401k Participants Learn Arbitrage
From Wall Street Journal
Despite studies showing that frequent trading often harms performance, fund investors are getting more trigger happy, causing a backlash at fund companies. For the 12 months ended in July, 41.5 percent of assets in the average stock fund turned over, according to the Investment Company Institute. This compares to 40 percent at the end of June and 31 percent at the end of July 1998. Surprisingly, the more frequent trading is also taking place in 401(k) accounts, which many in the industry have assumed would be stable money. Indeed, the paper reports that plan providers T. Rowe Price & Associates and Putnam Investments have placed limitation on 401(k) trading as have plan sponsors Ford Motor and Eastman Kodak. One driver of the trading in these accounts is participants trying to arbitrage international funds. Another factor is participants moving assets to an interest-paying fund on Fridays to gain the interest over the weekend and then returning to a stock fund on Monday. In once case, the paper reports that Wanger Asset Management was forced to slightly increase cash in its Acorn fund as "hundreds" of employees in a large retirement plan traded the fund daily. Wanger and the plan sponsor eventually agreed to limit trading in the fund.

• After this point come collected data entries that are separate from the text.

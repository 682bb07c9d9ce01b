//! OAuth2 credential persistence: client registrations and issued tokens.
//!
//! Both stores sit on a shared [`RecordStore`](crate::storage::records::RecordStore)
//! and may share one backend while using separate tables.

pub mod client_registry;
pub mod credential_store;
pub mod reclaimer;
pub mod types;

pub use client_registry::ClientRegistry;
pub use credential_store::CredentialStore;
pub use reclaimer::ExpiryReclaimer;
pub use types::{ClientRecord, IssuedSecret, TokenMetadata};
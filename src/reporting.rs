//! Error and info reporting sinks injected into the stores.
//!
//! Stores never reach for a process-wide logger; whatever sink they were built
//! with receives background events such as reclamation results.

use std::sync::Arc;

/// Destination for events the stores emit outside of a caller's request
pub trait ReportSink: Send + Sync {
    /// Report a failure that was handled internally
    fn error(&self, table: &str, message: &str);

    /// Report routine progress
    fn info(&self, table: &str, message: &str);
}

/// Default sink that forwards events to `tracing`; without a subscriber they are dropped
#[derive(Clone, Copy, Debug, Default)]
pub struct TracingSink;

impl ReportSink for TracingSink {
    fn error(&self, table: &str, message: &str) {
        tracing::error!(table, "{message}");
    }

    fn info(&self, table: &str, message: &str) {
        tracing::info!(table, "{message}");
    }
}

/// Shared handle to the default sink.
///
/// Events only reach stderr or stdout once the host installs a `tracing`
/// subscriber, as `credstore-admin` does with `tracing_subscriber::fmt`.
pub fn default_sink() -> Arc<dyn ReportSink> {
    Arc::new(TracingSink)
}
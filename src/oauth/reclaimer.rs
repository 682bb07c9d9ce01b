//! Background deletion of records whose validity window has elapsed.
//!
//! Each store owns one [`ExpiryReclaimer`]. Every tick issues a single
//! set-oriented delete; a failed tick is reported and the next tick retries.
//! Cancellation is checked before each tick, never in the middle of a sweep.

use crate::reporting::ReportSink;
use crate::storage::records::{Predicate, RecordStore, Result, Table};
use chrono::{DateTime, Utc};
use std::sync::Arc;
use std::time::Duration;
use tokio::time::{Instant, MissedTickBehavior};
use tokio_util::sync::CancellationToken;
use tokio_util::task::TaskTracker;

/// Delete every row of `table` whose `expiry_column` is at or before `now`
pub async fn sweep(
    records: &dyn RecordStore,
    table: &Table,
    expiry_column: &'static str,
    now: DateTime<Utc>,
) -> Result<u64> {
    records
        .delete_where(table, &Predicate::ExpiredAt(expiry_column, now))
        .await
}

/// Handle to a running reclamation task
pub struct ExpiryReclaimer {
    token: CancellationToken,
    tracker: TaskTracker,
}

impl ExpiryReclaimer {
    /// Start the recurring sweep; the first tick fires one interval from now
    pub fn spawn(
        records: Arc<dyn RecordStore>,
        table: Table,
        expiry_column: &'static str,
        interval: Duration,
        reporter: Arc<dyn ReportSink>,
    ) -> Self {
        let token = CancellationToken::new();
        let tracker = TaskTracker::new();

        let inner_token = token.clone();
        tracker.spawn(async move {
            let mut ticker = tokio::time::interval_at(Instant::now() + interval, interval);
            ticker.set_missed_tick_behavior(MissedTickBehavior::Delay);

            loop {
                tokio::select! {
                    biased;
                    () = inner_token.cancelled() => break,
                    _ = ticker.tick() => {}
                }

                match sweep(records.as_ref(), &table, expiry_column, Utc::now()).await {
                    Ok(0) => {}
                    Ok(removed) => reporter.info(
                        table.name(),
                        &format!("removed {removed} expired records"),
                    ),
                    Err(err) => reporter.error(
                        table.name(),
                        &format!("problem removing expired records: {err}"),
                    ),
                }
            }

            tracing::debug!(table = table.name(), "expiry reclaimer stopped");
        });
        tracker.close();

        Self { token, tracker }
    }

    /// Stop scheduling further sweeps; a sweep already running completes
    pub fn stop(&self) {
        self.token.cancel();
    }

    pub fn is_stopped(&self) -> bool {
        self.token.is_cancelled()
    }

    /// Wait until the task has exited
    pub async fn stopped(&self) {
        self.tracker.wait().await;
    }
}

impl Drop for ExpiryReclaimer {
    fn drop(&mut self) {
        self.token.cancel();
    }
}
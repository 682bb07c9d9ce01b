//! In-memory storage implementation
//!
//! Suitable for development and testing. Nothing survives the process.

mod records;

pub use records::MemoryRecordStore;
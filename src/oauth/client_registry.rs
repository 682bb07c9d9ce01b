//! Client registration storage on top of a record store.

use crate::config::StoreConfig;
use crate::errors::StorageError;
use crate::oauth::types::ClientRecord;
use crate::storage::records::{
    ColumnDef, Predicate, RecordStore, Row, Table, TableSchema, provision,
};
use crate::storage::traits::{ClientStore, Result};
use async_trait::async_trait;
use chrono::Utc;
use std::sync::Arc;

const ID: &str = "id";
const CREATED_AT: &str = "created_at";
const UPDATED_AT: &str = "updated_at";
const DOMAIN: &str = "domain";
const SECRET: &str = "secret";
const USER_ID: &str = "user_id";

/// Layout of the client table
pub static CLIENT_SCHEMA: TableSchema = TableSchema {
    primary_key: ID,
    columns: &[
        ColumnDef::text(ID),
        ColumnDef::timestamp(CREATED_AT),
        ColumnDef::timestamp(UPDATED_AT),
        ColumnDef::text(DOMAIN),
        ColumnDef::text(SECRET),
        ColumnDef::text(USER_ID),
    ],
};

/// Client registrations keyed by client id. Clients never expire.
pub struct ClientRegistry {
    records: Arc<dyn RecordStore>,
    table: Table,
    config: StoreConfig,
}

impl ClientRegistry {
    /// Create a registry, provisioning its table when absent
    pub async fn new(records: Arc<dyn RecordStore>, config: StoreConfig) -> Result<Self> {
        let table = Table::new(config.table_name.as_ref(), &CLIENT_SCHEMA);
        provision(records.as_ref(), &table).await?;
        Ok(Self {
            records,
            table,
            config,
        })
    }

    pub fn config(&self) -> &StoreConfig {
        &self.config
    }

    pub fn table(&self) -> &Table {
        &self.table
    }

    /// Delete a client; deleting an absent client succeeds
    pub async fn remove_by_id(&self, id: &str) -> Result<()> {
        if id.is_empty() {
            return Ok(());
        }
        match self.records.delete_by_primary_key(&self.table, id).await {
            Err(StorageError::NotFound(_)) => Ok(()),
            result => result,
        }
    }

    /// No-op: client records have no validity window, so no reclaimer runs
    /// and `StoreConfig::reclaim_interval` is never read
    pub fn close(&self) {}

    fn row_to_client(row: &Row) -> Result<ClientRecord> {
        Ok(ClientRecord {
            id: row.require_text(ID)?.to_string(),
            secret: row.require_text(SECRET)?.to_string(),
            domain: row.require_text(DOMAIN)?.to_string(),
            user_id: row.require_text(USER_ID)?.to_string(),
            created_at: row.require_timestamp(CREATED_AT)?,
            updated_at: row.require_timestamp(UPDATED_AT)?,
        })
    }
}

#[async_trait]
impl ClientStore for ClientRegistry {
    /// Timestamps are stamped by the store at insert time
    async fn create(&self, client: &ClientRecord) -> Result<()> {
        if client.id.is_empty() {
            return Err(StorageError::InvalidData(
                "Client id must not be empty".to_string(),
            ));
        }

        let now = Utc::now();
        let row = Row::new()
            .with(ID, client.id.as_str())
            .with(CREATED_AT, now)
            .with(UPDATED_AT, now)
            .with(DOMAIN, client.domain.as_str())
            .with(SECRET, client.secret.as_str())
            .with(USER_ID, client.user_id.as_str());
        self.records.insert(&self.table, &row).await
    }

    async fn get_by_id(&self, id: &str) -> Result<Option<ClientRecord>> {
        if id.is_empty() {
            return Ok(None);
        }

        let row = self
            .records
            .find_one(&self.table, &Predicate::Equals(ID, id.into()))
            .await?
            .ok_or_else(|| StorageError::NotFound(format!("Client not found: {}", id)))?;
        Self::row_to_client(&row).map(Some)
    }
}

#[cfg(test)]
mod tests {
    use super::*;
    use crate::storage::inmemory::MemoryRecordStore;

    async fn setup() -> (Arc<dyn RecordStore>, ClientRegistry) {
        let records: Arc<dyn RecordStore> = Arc::new(MemoryRecordStore::new());
        let registry = ClientRegistry::new(records.clone(), StoreConfig::clients())
            .await
            .unwrap();
        (records, registry)
    }

    #[tokio::test]
    async fn test_new_with_default_config() {
        let (records, registry) = setup().await;
        assert_eq!(registry.table().name(), "ClientStore");
        assert_eq!(
            *registry.config().reclaim_interval.as_ref(),
            std::time::Duration::from_secs(5)
        );
        assert!(records.table_exists("ClientStore").await.unwrap());
    }

    #[tokio::test]
    async fn test_new_with_passed_config() {
        let records: Arc<dyn RecordStore> = Arc::new(MemoryRecordStore::new());
        let config = StoreConfig::clients()
            .with_table_name("client_store")
            .unwrap()
            .with_reclaim_interval(std::time::Duration::from_secs(6))
            .unwrap();
        let registry = ClientRegistry::new(records.clone(), config).await.unwrap();
        assert_eq!(registry.table().name(), "client_store");
        assert!(records.table_exists("client_store").await.unwrap());
    }

    #[tokio::test(start_paused = true)]
    async fn test_reclaim_interval_never_removes_clients() {
        let records: Arc<dyn RecordStore> = Arc::new(MemoryRecordStore::new());
        let config = StoreConfig::clients()
            .with_reclaim_interval(std::time::Duration::from_millis(1))
            .unwrap();
        let registry = ClientRegistry::new(records.clone(), config).await.unwrap();
        registry
            .create(&ClientRecord::new("abc", "mysecret", "example.com", "me"))
            .await
            .unwrap();

        tokio::time::sleep(std::time::Duration::from_secs(60)).await;
        assert!(registry.get_by_id("abc").await.unwrap().is_some());
        registry.close();
        assert!(registry.get_by_id("abc").await.unwrap().is_some());
    }

    #[tokio::test]
    async fn test_create_and_get() {
        let (_, registry) = setup().await;
        let client = ClientRecord::new("abc", "mysecret", "example.com", "me");
        registry.create(&client).await.unwrap();

        let found = registry.get_by_id("abc").await.unwrap().unwrap();
        assert_eq!(found.id, "abc");
        assert_eq!(found.secret, "mysecret");
        assert_eq!(found.domain, "example.com");
        assert_eq!(found.user_id, "me");
        assert_eq!(found.created_at, found.updated_at);
    }

    #[tokio::test]
    async fn test_get_by_empty_id_returns_none() {
        let (_, registry) = setup().await;
        assert!(registry.get_by_id("").await.unwrap().is_none());
    }

    #[tokio::test]
    async fn test_get_unknown_id_is_not_found() {
        let (_, registry) = setup().await;
        let result = registry.get_by_id("missing").await;
        assert!(matches!(result, Err(StorageError::NotFound(_))));
    }

    #[tokio::test]
    async fn test_create_rejects_duplicate_and_empty_ids() {
        let (_, registry) = setup().await;
        let client = ClientRecord::new("abc", "mysecret", "example.com", "me");
        registry.create(&client).await.unwrap();

        let result = registry.create(&client).await;
        assert!(matches!(result, Err(StorageError::DuplicateKey(_))));

        let result = registry
            .create(&ClientRecord::new("", "s", "example.com", "me"))
            .await;
        assert!(matches!(result, Err(StorageError::InvalidData(_))));
    }

    #[tokio::test]
    async fn test_remove_by_id_is_idempotent() {
        let (_, registry) = setup().await;
        registry
            .create(&ClientRecord::new("abc", "mysecret", "example.com", "me"))
            .await
            .unwrap();

        registry.remove_by_id("abc").await.unwrap();
        assert!(registry.get_by_id("abc").await.is_err());
        registry.remove_by_id("abc").await.unwrap();
        registry.remove_by_id("").await.unwrap();
    }

    #[tokio::test]
    async fn test_corrupt_row_surfaces_error() {
        let (records, registry) = setup().await;
        // secret column missing entirely
        static PARTIAL: TableSchema = TableSchema {
            primary_key: ID,
            columns: &[
                ColumnDef::text(ID),
                ColumnDef::timestamp(CREATED_AT),
                ColumnDef::timestamp(UPDATED_AT),
                ColumnDef::text(DOMAIN),
                ColumnDef::text(SECRET).nullable(),
                ColumnDef::text(USER_ID),
            ],
        };
        let partial = Table::new("ClientStore", &PARTIAL);
        let now = Utc::now();
        records
            .insert(
                &partial,
                &Row::new()
                    .with(ID, "broken")
                    .with(CREATED_AT, now)
                    .with(UPDATED_AT, now)
                    .with(DOMAIN, "example.com")
                    .with(USER_ID, "me"),
            )
            .await
            .unwrap();

        let result = registry.get_by_id("broken").await;
        assert!(matches!(result, Err(StorageError::CorruptRecord(_))));
    }
}
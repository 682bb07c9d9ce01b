//! Client registration and issued token types.

use chrono::{DateTime, Duration, Utc};
use serde::{Deserialize, Serialize};

/// Registered client application
#[derive(Debug, Clone, PartialEq, Eq, Serialize, Deserialize)]
pub struct ClientRecord {
    /// Unique client identifier
    pub id: String,
    /// Shared secret
    pub secret: String,
    /// Domain the client is registered for
    pub domain: String,
    /// User that owns the client
    pub user_id: String,
    /// Registration timestamp
    pub created_at: DateTime<Utc>,
    /// Last updated timestamp
    pub updated_at: DateTime<Utc>,
}

impl ClientRecord {
    pub fn new(
        id: impl Into<String>,
        secret: impl Into<String>,
        domain: impl Into<String>,
        user_id: impl Into<String>,
    ) -> Self {
        let now = Utc::now();
        Self {
            id: id.into(),
            secret: secret.into(),
            domain: domain.into(),
            user_id: user_id.into(),
            created_at: now,
            updated_at: now,
        }
    }
}

/// One issued secret (code, access token, or refresh token) and its validity window
#[derive(Debug, Clone, PartialEq, Eq, Serialize, Deserialize)]
pub struct IssuedSecret {
    pub value: String,
    pub issued_at: DateTime<Utc>,
    #[serde(with = "lifetime_seconds")]
    pub lifetime: Duration,
}

impl IssuedSecret {
    pub fn new(value: impl Into<String>, issued_at: DateTime<Utc>, lifetime: Duration) -> Self {
        Self {
            value: value.into(),
            issued_at,
            lifetime,
        }
    }

    /// End of the validity window, `None` on timestamp overflow
    pub fn expires_at(&self) -> Option<DateTime<Utc>> {
        self.issued_at.checked_add_signed(self.lifetime)
    }

    /// Whether the lifetime survives the whole-second payload encoding unchanged
    pub fn has_whole_second_lifetime(&self) -> bool {
        Duration::try_seconds(self.lifetime.num_seconds()) == Some(self.lifetime)
    }

    pub fn is_expired(&self, now: DateTime<Utc>) -> bool {
        self.expires_at().is_none_or(|expires_at| expires_at <= now)
    }
}

/// Full metadata of an issued token, stored as the record payload
#[derive(Debug, Clone, PartialEq, Eq, Serialize, Deserialize)]
pub struct TokenMetadata {
    pub client_id: String,
    pub user_id: String,
    pub redirect_uri: String,
    pub scope: String,
    #[serde(default, skip_serializing_if = "Option::is_none")]
    pub code: Option<IssuedSecret>,
    #[serde(default, skip_serializing_if = "Option::is_none")]
    pub access: Option<IssuedSecret>,
    #[serde(default, skip_serializing_if = "Option::is_none")]
    pub refresh: Option<IssuedSecret>,
}

impl TokenMetadata {
    pub fn new(
        client_id: impl Into<String>,
        user_id: impl Into<String>,
        redirect_uri: impl Into<String>,
        scope: impl Into<String>,
    ) -> Self {
        Self {
            client_id: client_id.into(),
            user_id: user_id.into(),
            redirect_uri: redirect_uri.into(),
            scope: scope.into(),
            code: None,
            access: None,
            refresh: None,
        }
    }

    pub fn with_code(
        mut self,
        value: impl Into<String>,
        issued_at: DateTime<Utc>,
        lifetime: Duration,
    ) -> Self {
        self.code = Some(IssuedSecret::new(value, issued_at, lifetime));
        self
    }

    pub fn with_access(
        mut self,
        value: impl Into<String>,
        issued_at: DateTime<Utc>,
        lifetime: Duration,
    ) -> Self {
        self.access = Some(IssuedSecret::new(value, issued_at, lifetime));
        self
    }

    pub fn with_refresh(
        mut self,
        value: impl Into<String>,
        issued_at: DateTime<Utc>,
        lifetime: Duration,
    ) -> Self {
        self.refresh = Some(IssuedSecret::new(value, issued_at, lifetime));
        self
    }

    pub fn code_value(&self) -> Option<&str> {
        non_empty(&self.code)
    }

    pub fn access_value(&self) -> Option<&str> {
        non_empty(&self.access)
    }

    pub fn refresh_value(&self) -> Option<&str> {
        non_empty(&self.refresh)
    }

    /// Secret whose window bounds the whole record: refresh, else access, else code
    pub fn governing_secret(&self) -> Option<&IssuedSecret> {
        [&self.refresh, &self.access, &self.code]
            .into_iter()
            .flatten()
            .find(|secret| !secret.value.is_empty())
    }

    /// When the record as a whole stops being valid
    pub fn expires_at(&self) -> Option<DateTime<Utc>> {
        self.governing_secret().and_then(IssuedSecret::expires_at)
    }
}

fn non_empty(secret: &Option<IssuedSecret>) -> Option<&str> {
    secret
        .as_ref()
        .map(|s| s.value.as_str())
        .filter(|v| !v.is_empty())
}

/// Serialize a lifetime as whole seconds
mod lifetime_seconds {
    use chrono::Duration;
    use serde::{Deserialize, Deserializer, Serializer, de::Error};

    pub fn serialize<S: Serializer>(value: &Duration, serializer: S) -> Result<S::Ok, S::Error> {
        serializer.serialize_i64(value.num_seconds())
    }

    pub fn deserialize<'de, D: Deserializer<'de>>(deserializer: D) -> Result<Duration, D::Error> {
        let seconds = i64::deserialize(deserializer)?;
        Duration::try_seconds(seconds)
            .ok_or_else(|| D::Error::custom(format!("lifetime out of range: {seconds}s")))
    }
}

#[cfg(test)]
mod tests {
    use super::*;

    #[test]
    fn test_code_only_expiry() {
        let issued_at = Utc::now();
        let token = TokenMetadata::new("abc", "me", "http://localhost", "profile").with_code(
            "code_123",
            issued_at,
            Duration::minutes(5),
        );
        assert_eq!(token.expires_at(), Some(issued_at + Duration::minutes(5)));
    }

    #[test]
    fn test_refresh_window_overrides_code_and_access() {
        let issued_at = Utc::now();
        let refresh_issued_at = issued_at + Duration::seconds(30);
        let token = TokenMetadata::new("abc", "me", "http://localhost", "profile")
            .with_code("code_123", issued_at, Duration::minutes(5))
            .with_access("access_123", issued_at, Duration::hours(1))
            .with_refresh("refresh_123", refresh_issued_at, Duration::days(30));
        assert_eq!(
            token.expires_at(),
            Some(refresh_issued_at + Duration::days(30))
        );
    }

    #[test]
    fn test_access_window_overrides_code() {
        let issued_at = Utc::now();
        let token = TokenMetadata::new("abc", "me", "http://localhost", "profile")
            .with_code("code_123", issued_at, Duration::days(1))
            .with_access("access_123", issued_at, Duration::minutes(10));
        assert_eq!(token.expires_at(), Some(issued_at + Duration::minutes(10)));
    }

    #[test]
    fn test_empty_values_are_ignored() {
        let issued_at = Utc::now();
        let token = TokenMetadata::new("abc", "me", "http://localhost", "profile")
            .with_code("code_123", issued_at, Duration::minutes(5))
            .with_refresh("", issued_at, Duration::days(30));
        assert_eq!(token.refresh_value(), None);
        assert_eq!(token.expires_at(), Some(issued_at + Duration::minutes(5)));

        let empty = TokenMetadata::new("abc", "me", "http://localhost", "profile");
        assert!(empty.governing_secret().is_none());
        assert!(empty.expires_at().is_none());
    }

    #[test]
    fn test_payload_shape() {
        let issued_at = DateTime::parse_from_rfc3339("2024-01-01T00:00:00Z")
            .unwrap()
            .with_timezone(&Utc);
        let token = TokenMetadata::new("abc", "me", "http://localhost", "profile").with_access(
            "access_123",
            issued_at,
            Duration::minutes(5),
        );
        let value = serde_json::to_value(&token).unwrap();
        assert_eq!(value["access"]["lifetime"], 300);
        assert!(value.get("code").is_none());

        let decoded: TokenMetadata = serde_json::from_value(value).unwrap();
        assert_eq!(decoded, token);
    }

    #[test]
    fn test_whole_second_lifetime() {
        let now = Utc::now();
        assert!(IssuedSecret::new("x", now, Duration::minutes(5)).has_whole_second_lifetime());
        assert!(IssuedSecret::new("x", now, Duration::zero()).has_whole_second_lifetime());
        assert!(
            !IssuedSecret::new("x", now, Duration::milliseconds(1500)).has_whole_second_lifetime()
        );
    }

    #[test]
    fn test_is_expired() {
        let now = Utc::now();
        let secret = IssuedSecret::new("x", now - Duration::minutes(10), Duration::minutes(5));
        assert!(secret.is_expired(now));
        let secret = IssuedSecret::new("x", now, Duration::minutes(5));
        assert!(!secret.is_expired(now));
    }
}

Hancock Tries Again with Ad
From USA Today
John Hancock has now recut an ad it is running during the Olympics twice to satisfy critics. Its ''Immigration'' ad features two women discussing a newly adopted Asian baby while in an airport. The first change Hancock made was to cut a line of one woman telling the other: ''You'll make a great mom.'' Later, Hancock again edited the ad after international adoption agencies warned the insurer that Chinese adoption laws forbid gay couples to adopt Chinese infants. The insurer changed the ad to ensure that viewers understood the baby is Cambodian.